Directions for this task: Please list all lines of the material below in which the string "crate" occurs.

Information shown:
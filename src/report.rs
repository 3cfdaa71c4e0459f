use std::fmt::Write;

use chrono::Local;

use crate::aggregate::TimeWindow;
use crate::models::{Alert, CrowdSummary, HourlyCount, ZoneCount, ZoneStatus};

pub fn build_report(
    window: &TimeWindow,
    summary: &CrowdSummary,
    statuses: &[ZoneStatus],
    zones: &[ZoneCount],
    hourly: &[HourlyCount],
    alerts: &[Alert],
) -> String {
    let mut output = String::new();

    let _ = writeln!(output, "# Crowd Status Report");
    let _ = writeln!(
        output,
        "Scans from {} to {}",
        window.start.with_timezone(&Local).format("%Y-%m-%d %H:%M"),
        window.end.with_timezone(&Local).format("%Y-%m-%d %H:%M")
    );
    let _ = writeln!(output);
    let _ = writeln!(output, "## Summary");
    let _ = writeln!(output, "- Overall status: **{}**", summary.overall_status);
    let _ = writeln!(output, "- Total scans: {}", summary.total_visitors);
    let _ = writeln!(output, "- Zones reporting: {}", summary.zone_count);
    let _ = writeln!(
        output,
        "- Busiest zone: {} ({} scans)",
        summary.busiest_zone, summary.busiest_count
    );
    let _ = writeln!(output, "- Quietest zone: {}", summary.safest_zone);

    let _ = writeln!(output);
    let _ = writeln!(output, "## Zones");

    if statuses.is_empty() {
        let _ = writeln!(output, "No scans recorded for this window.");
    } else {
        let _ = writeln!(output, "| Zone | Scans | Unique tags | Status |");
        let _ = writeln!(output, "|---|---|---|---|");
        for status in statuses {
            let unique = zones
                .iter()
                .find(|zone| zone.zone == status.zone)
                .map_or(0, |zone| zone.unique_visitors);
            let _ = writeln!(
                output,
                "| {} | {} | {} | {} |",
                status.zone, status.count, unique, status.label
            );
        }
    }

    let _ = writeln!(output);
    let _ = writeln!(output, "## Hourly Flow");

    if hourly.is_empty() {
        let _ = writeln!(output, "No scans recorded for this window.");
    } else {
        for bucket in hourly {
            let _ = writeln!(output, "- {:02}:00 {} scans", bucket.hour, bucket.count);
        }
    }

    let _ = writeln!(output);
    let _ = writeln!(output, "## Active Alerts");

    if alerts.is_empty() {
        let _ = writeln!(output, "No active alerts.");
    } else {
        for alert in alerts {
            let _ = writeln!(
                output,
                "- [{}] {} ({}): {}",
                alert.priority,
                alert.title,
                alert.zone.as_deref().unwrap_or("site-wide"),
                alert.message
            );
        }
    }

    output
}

Solved exercise:
use crate::aggregate::TimeWindow;
use crate::models::{Alert, CrowdSummary, HourlyCount, ZoneCount, ZoneStatus};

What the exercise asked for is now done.